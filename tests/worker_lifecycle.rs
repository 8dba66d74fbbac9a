//! Session worker against the simulated firmware.

use mcu_panel::{
    MockAdapter, MockDevice, PanelError, SerialSession, SessionEvent, SessionWorker,
    WorkerSettings,
};
use parking_lot::Mutex;
use std::sync::mpsc;
use std::sync::Arc;
use std::time::Duration;

fn settings() -> WorkerSettings {
    WorkerSettings {
        startup_timeout: Duration::from_millis(500),
        command_timeout: Duration::from_secs(2),
        idle_wait: Duration::from_millis(10),
    }
}

/// Spawn a worker on a simulated port; events arrive on the returned channel.
fn spawn_simulated(greet: bool) -> (SessionWorker, MockDevice, mpsc::Receiver<SessionEvent>) {
    let adapter = MockAdapter::new("SIM0", 9600);
    let device = adapter.device();
    device.emulate_blink_firmware(Duration::from_millis(5));
    if !greet {
        device.set_greeting(None);
    }

    let (tx, rx) = mpsc::channel();
    let tx = Mutex::new(tx);
    let worker = SessionWorker::spawn(
        "SIM0",
        settings(),
        move || {
            SerialSession::with_port(Box::new(adapter))
                .map(|s| s.with_poll_interval(Duration::from_millis(10)))
        },
        move |event| {
            let _ = tx.lock().send(event);
        },
    )
    .unwrap();
    (worker, device, rx)
}

fn next_event(rx: &mpsc::Receiver<SessionEvent>) -> SessionEvent {
    rx.recv_timeout(Duration::from_secs(5)).unwrap()
}

fn wait_for_event(rx: &mpsc::Receiver<SessionEvent>, wanted: &SessionEvent) {
    loop {
        if &next_event(rx) == wanted {
            return;
        }
    }
}

#[test]
fn test_blink_request_round_trip() {
    let (worker, device, rx) = spawn_simulated(true);

    assert_eq!(
        next_event(&rx),
        SessionEvent::Connecting {
            port: "SIM0".to_string()
        }
    );
    assert_eq!(
        next_event(&rx),
        SessionEvent::Ready {
            port: "SIM0".to_string()
        }
    );
    assert!(worker.is_active());

    assert!(worker.request_blink(4));
    assert_eq!(
        next_event(&rx),
        SessionEvent::CommandStarted {
            command: "*BLINK_LED,4".to_string()
        }
    );
    assert_eq!(
        next_event(&rx),
        SessionEvent::CommandSucceeded {
            command: "*BLINK_LED,4".to_string()
        }
    );
    assert_eq!(device.written(), vec!["*BLINK_LED,4\n".to_string()]);

    worker.join();
    assert_eq!(
        next_event(&rx),
        SessionEvent::Terminated {
            port: "SIM0".to_string()
        }
    );
    assert!(!device.is_open());
}

#[test]
fn test_out_of_range_blink_reports_failure() {
    let (worker, device, rx) = spawn_simulated(true);
    wait_for_event(
        &rx,
        &SessionEvent::Ready {
            port: "SIM0".to_string(),
        },
    );

    assert!(worker.request_blink(0));
    next_event(&rx);
    match next_event(&rx) {
        SessionEvent::CommandFailed { command, .. } => assert_eq!(command, "*BLINK_LED,0"),
        other => panic!("unexpected event {other:?}"),
    }
    assert_eq!(device.write_count(), 0);
}

#[test]
fn test_silent_device_times_out_and_releases_port() {
    let (worker, device, rx) = spawn_simulated(false);

    next_event(&rx);
    assert_eq!(
        next_event(&rx),
        SessionEvent::StartupTimeout {
            port: "SIM0".to_string(),
            waited: Duration::from_millis(500),
        }
    );
    assert_eq!(
        next_event(&rx),
        SessionEvent::Terminated {
            port: "SIM0".to_string()
        }
    );
    assert!(!worker.request_blink(1));
    assert!(!device.is_open());
}

#[test]
fn test_unplug_reports_connection_lost() {
    let (worker, device, rx) = spawn_simulated(true);
    wait_for_event(
        &rx,
        &SessionEvent::Ready {
            port: "SIM0".to_string(),
        },
    );

    device.unplug();
    assert_eq!(
        next_event(&rx),
        SessionEvent::ConnectionLost {
            port: "SIM0".to_string()
        }
    );
    assert_eq!(
        next_event(&rx),
        SessionEvent::Terminated {
            port: "SIM0".to_string()
        }
    );
    assert!(!worker.is_active());
}

#[test]
fn test_connect_failure_is_reported() {
    let events = Arc::new(Mutex::new(Vec::new()));
    let worker = SessionWorker::spawn(
        "COM99",
        settings(),
        || {
            Err(PanelError::PortNotFound {
                port: "COM99".to_string(),
                available: vec!["COM1".to_string()],
            })
        },
        {
            let events = Arc::clone(&events);
            move |event| events.lock().push(event)
        },
    )
    .unwrap();
    worker.join();

    let events = events.lock();
    assert_eq!(events.len(), 2);
    match &events[1] {
        SessionEvent::ConnectFailed { port, reason } => {
            assert_eq!(port, "COM99");
            assert!(reason.contains("COM1"));
        }
        other => panic!("unexpected event {other:?}"),
    }
}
● ● ● ● ●
Output the listing above word for word.

◆ **OUTPUT**:
filename tests/worker_lifecycle.rs
repository 8dba66d74fbbac9a
//! Session worker against the simulated firmware.

use mcu_panel::{
    MockAdapter, MockDevice, PanelError, SerialSession, SessionEvent, SessionWorker,
    WorkerSettings,
};
use parking_lot::Mutex;
use std::sync::mpsc;
use std::sync::Arc;
use std::time::Duration;

fn settings() -> WorkerSettings {
    WorkerSettings {
        startup_timeout: Duration::from_millis(500),
        command_timeout: Duration::from_secs(2),
        idle_wait: Duration::from_millis(10),
    }
}

/// Spawn a worker on a simulated port; events arrive on the returned channel.
fn spawn_simulated(greet: bool) -> (SessionWorker, MockDevice, mpsc::Receiver<SessionEvent>) {
    let adapter = MockAdapter::new("SIM0", 9600);
    let device = adapter.device();
    device.emulate_blink_firmware(Duration::from_millis(5));
    if !greet {
        device.set_greeting(None);
    }

    let (tx, rx) = mpsc::channel();
    let tx = Mutex::new(tx);
    let worker = SessionWorker::spawn(
        "SIM0",
        settings(),
        move || {
            SerialSession::with_port(Box::new(adapter))
                .map(|s| s.with_poll_interval(Duration::from_millis(10)))
        },
        move |event| {
            let _ = tx.lock().send(event);
        },
    )
    .unwrap();
    (worker, device, rx)
}

fn next_event(rx: &mpsc::Receiver<SessionEvent>) -> SessionEvent {
    rx.recv_timeout(Duration::from_secs(5)).unwrap()
}

fn wait_for_event(rx: &mpsc::Receiver<SessionEvent>, wanted: &SessionEvent) {
    loop {
        if &next_event(rx) == wanted {
            return;
        }
    }
}

#[test]
fn test_blink_request_round_trip() {
    let (worker, device, rx) = spawn_simulated(true);

    assert_eq!(
        next_event(&rx),
        SessionEvent::Connecting {
            port: "SIM0".to_string()
        }
    );
    assert_eq!(
        next_event(&rx),
        SessionEvent::Ready {
            port: "SIM0".to_string()
        }
    );
    assert!(worker.is_active());

    assert!(worker.request_blink(4));
    assert_eq!(
        next_event(&rx),
        SessionEvent::CommandStarted {
            command: "*BLINK_LED,4".to_string()
        }
    );
    assert_eq!(
        next_event(&rx),
        SessionEvent::CommandSucceeded {
            command: "*BLINK_LED,4".to_string()
        }
    );
    assert_eq!(device.written(), vec!["*BLINK_LED,4\n".to_string()]);

    worker.join();
    assert_eq!(
        next_event(&rx),
        SessionEvent::Terminated {
            port: "SIM0".to_string()
        }
    );
    assert!(!device.is_open());
}

#[test]
fn test_out_of_range_blink_reports_failure() {
    let (worker, device, rx) = spawn_simulated(true);
    wait_for_event(
        &rx,
        &SessionEvent::Ready {
            port: "SIM0".to_string(),
        },
    );

    assert!(worker.request_blink(0));
    next_event(&rx);
    match next_event(&rx) {
        SessionEvent::CommandFailed { command, .. } => assert_eq!(command, "*BLINK_LED,0"),
        other => panic!("unexpected event {other:?}"),
    }
    assert_eq!(device.write_count(), 0);
}

#[test]
fn test_silent_device_times_out_and_releases_port() {
    let (worker, device, rx) = spawn_simulated(false);

    next_event(&rx);
    assert_eq!(
        next_event(&rx),
        SessionEvent::StartupTimeout {
            port: "SIM0".to_string(),
            waited: Duration::from_millis(500),
        }
    );
    assert_eq!(
        next_event(&rx),
        SessionEvent::Terminated {
            port: "SIM0".to_string()
        }
    );
    assert!(!worker.request_blink(1));
    assert!(!device.is_open());
}

#[test]
fn test_unplug_reports_connection_lost() {
    let (worker, device, rx) = spawn_simulated(true);
    wait_for_event(
        &rx,
        &SessionEvent::Ready {
            port: "SIM0".to_string(),
        },
    );

    device.unplug();
    assert_eq!(
        next_event(&rx),
        SessionEvent::ConnectionLost {
            port: "SIM0".to_string()
        }
    );
    assert_eq!(
        next_event(&rx),
        SessionEvent::Terminated {
            port: "SIM0".to_string()
        }
    );
    assert!(!worker.is_active());
}

#[test]
fn test_connect_failure_is_reported() {
    let events = Arc::new(Mutex::new(Vec::new()));
    let worker = SessionWorker::spawn(
        "COM99",
        settings(),
        || {
            Err(PanelError::PortNotFound {
                port: "COM99".to_string(),
                available: vec!["COM1".to_string()],
            })
        },
        {
            let events = Arc::clone(&events);
            move |event| events.lock().push(event)
        },
    )
    .unwrap();
    worker.join();

    let events = events.lock();
    assert_eq!(events.len(), 2);
    match &events[1] {
        SessionEvent::ConnectFailed { port, reason } => {
            assert_eq!(port, "COM99");
            assert!(reason.contains("COM1"));
        }
        other => panic!("unexpected event {other:?}"),
    }
}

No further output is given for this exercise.